Über den Hergang der Ereignisse gibt es allerdings stark abweichende Darstellungen. Das Staatsfernsehen berichtete, "bewaffnete Banden" hätten ein Massaker an Sicherheitskräften verübt, die zum Schutz der Zivilbevölkerung in der Stadt Dschisr Al-Schogur eingesetzt gewesen seien. Die Soldaten seien aus dem Hinterhalt mit Maschinenwaffen und Raketenwerfern ermordet und ihre Leichen verstümmelt worden. Es seien zudem Verwaltungsgebäude in Brand gesteckt und fünf Tonnen Sprengstoff entwendet worden.

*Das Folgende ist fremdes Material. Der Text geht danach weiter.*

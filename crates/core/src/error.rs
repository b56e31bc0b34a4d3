//! Error types shared across the vaultgate workspace.
//!
//! Uses `thiserror` for ergonomic error definitions. Each bounded context
//! (OAuth, path validation, version control) defines its own error enum in
//! its own crate; this one covers tool execution and configuration, the two
//! concerns that live in `vaultgate-core` itself.

use thiserror::Error;

/// The top-level error type for operations that don't belong to a more
/// specific bounded-context error enum.
#[derive(Debug, Error)]
pub enum Error {
    #[error("Tool error: {0}")]
    Tool(#[from] ToolError),

    #[error("Configuration error: {message}")]
    Config { message: String },

    #[error("Internal error: {0}")]
    Internal(String),
}

/// Result type alias using our Error.
pub type Result<T> = std::result::Result<T, Error>;

#[derive(Debug, Clone, Error)]
pub enum ToolError {
    #[error("Tool not found: {0}")]
    NotFound(String),

    #[error("Tool execution failed: {tool_name} — {reason}")]
    ExecutionFailed { tool_name: String, reason: String },

    #[error("Path confinement violation: {0}")]
    PathEscape(String),

    #[error("Invalid tool arguments: {0}")]
    InvalidArguments(String),
}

Oppositionelle und Menschenrechtsaktivisten erzählten dagegen eine ganz andere Geschichte. Danach sei es zu einer Meuterei in der Armee gekommen. Grund sei das brutale Vorgehen der Militärs in Dschisr Al-Schogur und Umgebung gewesen, bei dem am Sonntag 40 Menschen getötet worden seien. Soldaten, die sich geweigert hätten, auf unbewaffnete Zivilisten zu feuern, seien exekutiert worden. Der arabische Fernsehsender al-Dschasira strahlte ein Interview mit einem Uniformierten aus, der angab, er sei Oberleutnant in der syrischen Armee in der Stadt Rastan gewesen, nun aber zu den Rebellen übergelaufen, weil er nicht auf Zivilisten schießen wolle. "Nach den Verbrechen in Deraa und anderen Städten im ganzen Land kann ich nicht mehr in der syrischen Armee bleiben", sagte der Offizier und rief die Soldaten des syrischen Regimes dazu auf, ebenfalls zu desertieren. Allein in der Stadt Deraa hatte die Armee Ende März mehr als 100 protestierende Menschen erschossen. Insgesamt sind seit Beginn der Revolte rund 1300 Menschen in Syrien getötet worden.

Der private amerikanische Geheimdienst Stratfor zitierte in einem Bericht eine syrische Quelle mit der Einschätzung: "An diesem Punkt muss das Regime im Stil des Massakers von Hama reagieren, wenn es die Proteste vollständig ersticken will. Anderenfalls muss es ernsthafte Zugeständnisse machen - wie Wahlen mit mehreren Parteien und eine begrenzte Amtszeit für den Präsidenten, die das Regime nicht akzeptieren will. Nach dem, was ich gehört habe, wird sich das Regime wohl für die Hama-Variante entscheiden." 1982 hatte Präsident Hafis al-Assad, der Vater des jetzigen Staatschefs, ein Massaker an Oppositionellen - vor allem Angehörigen der islamistischen Muslimbrüder - in der historischen Stadt Hama, 150 Kilometer nordöstlich von Damaskus, befohlen. Sein Bruder Rifat al-Assad, zeitweise Vizepräsident und Verteidigungsminister Syriens, ließ zunächst die Ausfallstraßen von der Luftwaffe bombardieren und die Stadt dann mit Artillerie in Schutt und Asche legen. Bis zu 30 000 Menschen kamen dabei ums Leben. Das Massaker von Hama ist bis heute ein Tabuthema in Syrien. Am vergangenen Wochenende hatte es in Hama mindestens 34 Todesopfer gegeben, als Soldaten in eine Menge von 50 000 Assad-Gegnern gefeuert hatten. Ein Generalstreik dauerte gestern in Hama den dritten Tag in Folge an.

Während Frankreich in der Uno bereits Unterstützung für eine scharfe Resolution gegen Syrien sammelt, versucht das in Bedrängnis geratene Regime mit Reformversprechen die Revolte aufzuhalten. So verkündete Ministerpräsident Adel Safar, er habe ein Komitee für die Ausarbeitung eines neuen Parteiengesetzes bilden lassen. Die EU-Außenbeauftragte Catherine Ashton forderte von Präsident Assad die Umsetzung seiner Reformversprechen sowie die Freilassung der politischen Gefangenen.